Required work: Check every line in the listing below for "powi". Copy the ones where it occurs.

Raw data:
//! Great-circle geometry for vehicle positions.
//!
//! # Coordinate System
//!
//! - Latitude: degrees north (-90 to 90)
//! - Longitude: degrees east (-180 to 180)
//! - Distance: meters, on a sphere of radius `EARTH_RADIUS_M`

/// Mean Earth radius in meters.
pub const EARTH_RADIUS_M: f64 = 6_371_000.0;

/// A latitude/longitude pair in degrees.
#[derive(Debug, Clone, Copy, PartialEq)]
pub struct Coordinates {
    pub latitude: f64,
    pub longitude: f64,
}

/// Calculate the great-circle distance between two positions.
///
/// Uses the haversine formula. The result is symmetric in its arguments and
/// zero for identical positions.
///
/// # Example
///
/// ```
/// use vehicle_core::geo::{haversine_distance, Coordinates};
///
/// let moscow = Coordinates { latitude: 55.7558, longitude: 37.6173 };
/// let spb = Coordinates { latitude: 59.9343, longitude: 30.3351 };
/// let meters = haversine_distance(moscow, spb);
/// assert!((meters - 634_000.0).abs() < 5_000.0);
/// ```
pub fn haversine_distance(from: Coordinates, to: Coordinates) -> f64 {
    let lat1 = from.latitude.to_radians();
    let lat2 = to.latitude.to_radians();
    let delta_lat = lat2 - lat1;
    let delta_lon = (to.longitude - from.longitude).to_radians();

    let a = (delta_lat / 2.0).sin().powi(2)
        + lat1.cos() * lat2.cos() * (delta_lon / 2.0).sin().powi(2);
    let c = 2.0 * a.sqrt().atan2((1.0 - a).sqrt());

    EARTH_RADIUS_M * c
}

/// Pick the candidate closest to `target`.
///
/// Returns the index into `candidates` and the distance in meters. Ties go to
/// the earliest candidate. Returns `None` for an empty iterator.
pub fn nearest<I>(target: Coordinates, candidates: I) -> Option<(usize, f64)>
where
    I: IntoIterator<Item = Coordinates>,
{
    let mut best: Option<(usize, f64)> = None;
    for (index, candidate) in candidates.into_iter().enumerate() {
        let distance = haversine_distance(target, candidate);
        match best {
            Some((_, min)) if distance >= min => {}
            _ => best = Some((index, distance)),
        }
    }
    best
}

Answer to this problem:
    let a = (delta_lat / 2.0).sin().powi(2)
        + lat1.cos() * lat2.cos() * (delta_lon / 2.0).sin().powi(2);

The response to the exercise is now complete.